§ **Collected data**
"""

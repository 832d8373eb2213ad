/**
 * API Route Handlers
 *
 * This module defines route handlers for API endpoints, including:
 * - Authentication endpoints (signup, login, get current user)
 * - Channel message endpoints (list, send, edit, delete)
 * - Workspace invitation endpoints
 *
 * # Routes
 *
 * ## Authentication
 * - `POST /api/auth/signup` - User registration
 * - `POST /api/auth/login` - User login
 * - `GET /api/auth/me` - Get current user info
 *
 * ## Messages
 * - `GET /api/channels/{channel_id}/messages` - List channel messages
 * - `POST /api/channels/{channel_id}/messages` - Send a message
 * - `PATCH /api/channels/{channel_id}/messages/{message_id}` - Edit a message
 * - `DELETE /api/channels/{channel_id}/messages/{message_id}` - Delete a message
 *
 * ## Invitations
 * - `POST /api/workspaces/{workspace_id}/invitations` - Invite a user by email
 * - `GET /api/invitations` - List pending invitations
 */

use axum::extract::DefaultBodyLimit;
use axum::Router;
use crate::backend::server::state::AppState;
use crate::backend::auth::{signup, login, get_me};
use crate::backend::messages::handlers::{
    list_messages, create_message, update_message, delete_message,
};
use crate::backend::workspaces::handlers::{create_invitation, list_invitations};

/// Body limit for message sends. Five images at 5MB each plus
/// multipart framing; per-image size is enforced again in the handler.
const MESSAGE_BODY_LIMIT: usize = 32 * 1024 * 1024;

/// Configure API routes
///
/// This function adds the following routes to the router:
///
/// ## Authentication Routes
/// - `POST /api/auth/signup` - User registration
/// - `POST /api/auth/login` - User login
/// - `GET /api/auth/me` - Get current user info (requires authentication)
///
/// ## Message Routes
/// - `GET /api/channels/{channel_id}/messages` - List messages (requires authentication)
/// - `POST /api/channels/{channel_id}/messages` - Send a message (requires authentication)
/// - `PATCH /api/channels/{channel_id}/messages/{message_id}` - Edit own message
/// - `DELETE /api/channels/{channel_id}/messages/{message_id}` - Delete own message
///
/// ## Invitation Routes
/// - `POST /api/workspaces/{workspace_id}/invitations` - Invite by email (members only)
/// - `GET /api/invitations` - Pending invitations for the current user
///
/// # Arguments
///
/// * `router` - The router to add routes to
///
/// # Returns
///
/// Router with API routes configured
///
/// # Authentication
///
/// All routes except signup and login require a JWT token in the
/// `Authorization` header.
pub fn configure_api_routes(router: Router<AppState>) -> Router<AppState> {
    router
        // Authentication endpoints
        .route(
            "/api/auth/signup",
            axum::routing::post(signup),
        )
        .route(
            "/api/auth/login",
            axum::routing::post(login),
        )
        .route(
            "/api/auth/me",
            axum::routing::get(get_me),
        )
        // Channel message endpoints
        .route(
            "/api/channels/{channel_id}/messages",
            axum::routing::get(list_messages)
                .post(create_message)
                .layer(DefaultBodyLimit::max(MESSAGE_BODY_LIMIT)),
        )
        .route(
            "/api/channels/{channel_id}/messages/{message_id}",
            axum::routing::patch(update_message).delete(delete_message),
        )
        // Invitation endpoints
        .route(
            "/api/workspaces/{workspace_id}/invitations",
            axum::routing::post(create_invitation),
        )
        .route(
            "/api/invitations",
            axum::routing::get(list_invitations),
        )
}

"""

§ **What the task requires**
If a line in the records above includes the string "registration", copy it.

§ **Result**
 * - `POST /api/auth/signup` - User registration
/// - `POST /api/auth/signup` - User registration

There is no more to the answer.